Seminar in Regional Ethnology, Anthropology and Folkloristics

Seminar in Regional Ethnology, Anthropology and Folkloristics

Lectures: 0

Seminars: 60

Tutorials: 0

ECTS credit: 6

Lecturer(s): doc. dr. Valič Urša, izr. prof. dr. Bartulović Alenka, prof. dr. Čebron Lipovec Uršula

Work in the seminar is based on guided reading of articles and variety of current and older literature, in accordance to the topics or the area of particular seminar. Main activities are guided discussions and independent student presentations of their own research as well as consulted reading. Each student prepares and defends a seminar work in the range of 30.000 to 60.000 characters with spaces. Each study year mentors or leaders of the seminar acquaint the students with the specific topic of the seminar and accordingly provide them basic literature, which they discuss about within the seminar.
In the first semester the student presents the topic of his or her seminar work, which is followed by a guided discussion, and by the end of the semester he or she prepares and submits its disposition.
The seminar relates to the following established fields in the study program of ethnology and cultural anthropology: ethnology of Slovenia, ethnology of Europe and ethnology of non-European countries (Africa, Asia, America and Oceania and Australia), folkloristics.
Students get acquainted with the research on selected topics related to specific regions (especially Slovenia, Eastern and South-Eastern Europe or Slavic countries, the Balkans, various areas and cultures in Asia, Latin America, (North) Africa). They also learn about the research in the field of narrative folkloristics. Key ethnological and anthropological research on a certain region is in the foreground of the seminar, as well as it is to learn about the contemporary phenomena that characterize this region (for example neocolonialism, mobility, migration, nomadism, developmental programs, constructions of the Balkans as the Other). Students also get acquainted with the diversity of the practices, concepts and forms of specific phenomena (such as kinship, family, marriage and inheritance systems) and at the same time with the basic conceptual tools for their analysis.
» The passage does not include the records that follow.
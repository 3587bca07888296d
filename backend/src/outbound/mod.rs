//! Outbound adapters implementing domain ports for external services.
//!
//! - **directory**: the HR directory REST API (`DirectorySource`)
//! - **identity**: the local identity service (`IdentitySource`)
//!
//! Adapters are thin translators between wire formats and domain types. They
//! contain no business logic.

pub mod directory;
pub mod identity;

/// Whitespace-compacted, length-capped rendering of an error body for logs.
fn body_preview(body: &[u8]) -> String {
    const PREVIEW_CHAR_LIMIT: usize = 160;

    let compact = String::from_utf8_lossy(body)
        .split_whitespace()
        .collect::<Vec<_>>()
        .join(" ");
    let preview = compact.chars().take(PREVIEW_CHAR_LIMIT).collect::<String>();
    if compact.chars().count() > PREVIEW_CHAR_LIMIT {
        format!("{preview}...")
    } else {
        preview
    }
}

#[cfg(test)]
mod tests {
    use super::body_preview;

    #[test]
    fn preview_compacts_and_truncates() {
        assert_eq!(body_preview(b"  a\n\n b  "), "a b");
        let long = "x".repeat(200);
        let preview = body_preview(long.as_bytes());
        assert!(preview.ends_with("..."));
        assert_eq!(preview.chars().count(), 163);
    }
}
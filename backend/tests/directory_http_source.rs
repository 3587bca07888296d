//! Behaviour of the HR directory adapter against a stubbed HTTP server.

use std::time::Duration;

use org_directory::domain::ports::{DirectoryGroup, DirectorySource, DirectorySourceError};
use org_directory::domain::{DirectoryCredentials, OrgInfo, StartDate};
use org_directory::outbound::directory::DirectoryHttpSource;
use rstest::rstest;
use serde_json::json;
use url::Url;
use wiremock::matchers::{body_json, header, method, path, query_param};
use wiremock::{Mock, MockServer, ResponseTemplate};

const TOKEN: &str = "tok-123";

fn source_for(server: &MockServer, timeout: Duration) -> DirectoryHttpSource {
    let base = Url::parse(&server.uri()).expect("mock server uri");
    DirectoryHttpSource::new(base, timeout).expect("client should build")
}

#[tokio::test]
async fn exchanges_client_credentials_for_a_token() {
    let server = MockServer::start().await;
    Mock::given(method("POST"))
        .and(path("/oauth/token"))
        .and(query_param("grant_type", "client_credentials"))
        .and(body_json(json!({ "client_id": "id", "client_secret": "secret" })))
        .respond_with(
            ResponseTemplate::new(200)
                .set_body_json(json!({ "access_token": TOKEN, "expires_in": 7200 })),
        )
        .expect(1)
        .mount(&server)
        .await;

    let grant = source_for(&server, Duration::from_secs(5))
        .request_token(&DirectoryCredentials::new("id", "secret"))
        .await
        .expect("token exchange should succeed");

    assert_eq!(grant.access_token, TOKEN);
    assert_eq!(grant.expires_in_seconds, 7200);
}

#[tokio::test]
async fn reads_company_users_and_groups_with_bearer_auth() {
    let server = MockServer::start().await;
    Mock::given(method("GET"))
        .and(path("/api/v2/companies/my_company"))
        .and(header("authorization", "Bearer tok-123"))
        .respond_with(ResponseTemplate::new(200).set_body_json(json!({
            "companies": [{ "id": "c1", "name": "Co", "subdomain": "co" }]
        })))
        .mount(&server)
        .await;
    Mock::given(method("GET"))
        .and(path("/api/v2/users"))
        .and(query_param("page", "2"))
        .and(query_param("page_size", "50"))
        .and(header("authorization", "Bearer tok-123"))
        .respond_with(ResponseTemplate::new(200).set_body_json(json!({
            "users": [{
                "id": "17",
                "email": "Alice@Co.com",
                "start_date": "2020-01-15",
                "office_phone": "555",
                "job_title": "Eng",
                "reports_to_id": 3,
                "links": { "departments": ["d1"] }
            }],
            "meta": { "users": { "page": 2, "page_count": 4 } }
        })))
        .mount(&server)
        .await;
    Mock::given(method("GET"))
        .and(path("/api/v2/groups/d1"))
        .and(header("authorization", "Bearer tok-123"))
        .respond_with(ResponseTemplate::new(200).set_body_json(json!({
            "groups": [{ "id": "d1", "name": "Engineering" }]
        })))
        .mount(&server)
        .await;

    let source = source_for(&server, Duration::from_secs(5));

    let companies = source.fetch_companies(TOKEN).await.expect("companies");
    assert_eq!(
        companies,
        vec![OrgInfo {
            name: "Co".into(),
            subdomain: "co".into()
        }]
    );

    let page = source
        .fetch_users_page(TOKEN, 2, 50)
        .await
        .expect("users page");
    assert_eq!((page.page, page.page_count), (2, 4));
    let record = page.records.first().expect("one record");
    assert_eq!(record.id, "17");
    assert_eq!(record.start_date, StartDate::parse("2020-01-15"));
    assert_eq!(record.department_id.as_deref(), Some("d1"));
    assert_eq!(record.manager_id.as_deref(), Some("3"));

    let groups = source.fetch_groups(TOKEN, "d1").await.expect("groups");
    assert_eq!(
        groups,
        vec![DirectoryGroup {
            id: "d1".into(),
            name: "Engineering".into()
        }]
    );
}

#[rstest]
#[case::unauthorized(401)]
#[case::forbidden(403)]
#[case::unavailable(503)]
#[tokio::test]
async fn non_ok_statuses_surface_the_status_code(#[case] status: u16) {
    let server = MockServer::start().await;
    Mock::given(method("GET"))
        .and(path("/api/v2/companies/my_company"))
        .respond_with(ResponseTemplate::new(status).set_body_string("nope"))
        .mount(&server)
        .await;

    let error = source_for(&server, Duration::from_secs(5))
        .fetch_companies(TOKEN)
        .await
        .expect_err("status should fail");

    assert_eq!(error, DirectorySourceError::status(status, "nope"));
}

#[tokio::test]
async fn malformed_bodies_are_decode_errors() {
    let server = MockServer::start().await;
    Mock::given(method("GET"))
        .and(path("/api/v2/users"))
        .respond_with(ResponseTemplate::new(200).set_body_json(json!({ "users": [] })))
        .mount(&server)
        .await;

    let error = source_for(&server, Duration::from_secs(5))
        .fetch_users_page(TOKEN, 1, 10)
        .await
        .expect_err("missing meta should fail");

    assert!(matches!(error, DirectorySourceError::Decode { .. }), "{error:?}");
}

#[tokio::test]
async fn slow_responses_time_out() {
    let server = MockServer::start().await;
    Mock::given(method("GET"))
        .and(path("/api/v2/groups/d1"))
        .respond_with(
            ResponseTemplate::new(200)
                .set_body_json(json!({ "groups": [] }))
                .set_delay(Duration::from_secs(2)),
        )
        .mount(&server)
        .await;

    let error = source_for(&server, Duration::from_millis(100))
        .fetch_groups(TOKEN, "d1")
        .await
        .expect_err("request should time out");

    assert!(matches!(error, DirectorySourceError::Timeout { .. }), "{error:?}");
}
They acquire knowledge about different types and usages of ethnological sources which originate in more or less distant past or are emerging today, as well as they learn about the variety and specificities of regional cultures and ways of life.

Navaro-Yashin Yael: The Make-Believe Space: Affective Geography in a Postwar Polity. Durham in London: Duke University Press, 2012.

Each year separately those who lead the seminar prepare the list of literature - individually for each student and according to his or her chosen topic of the seminar work.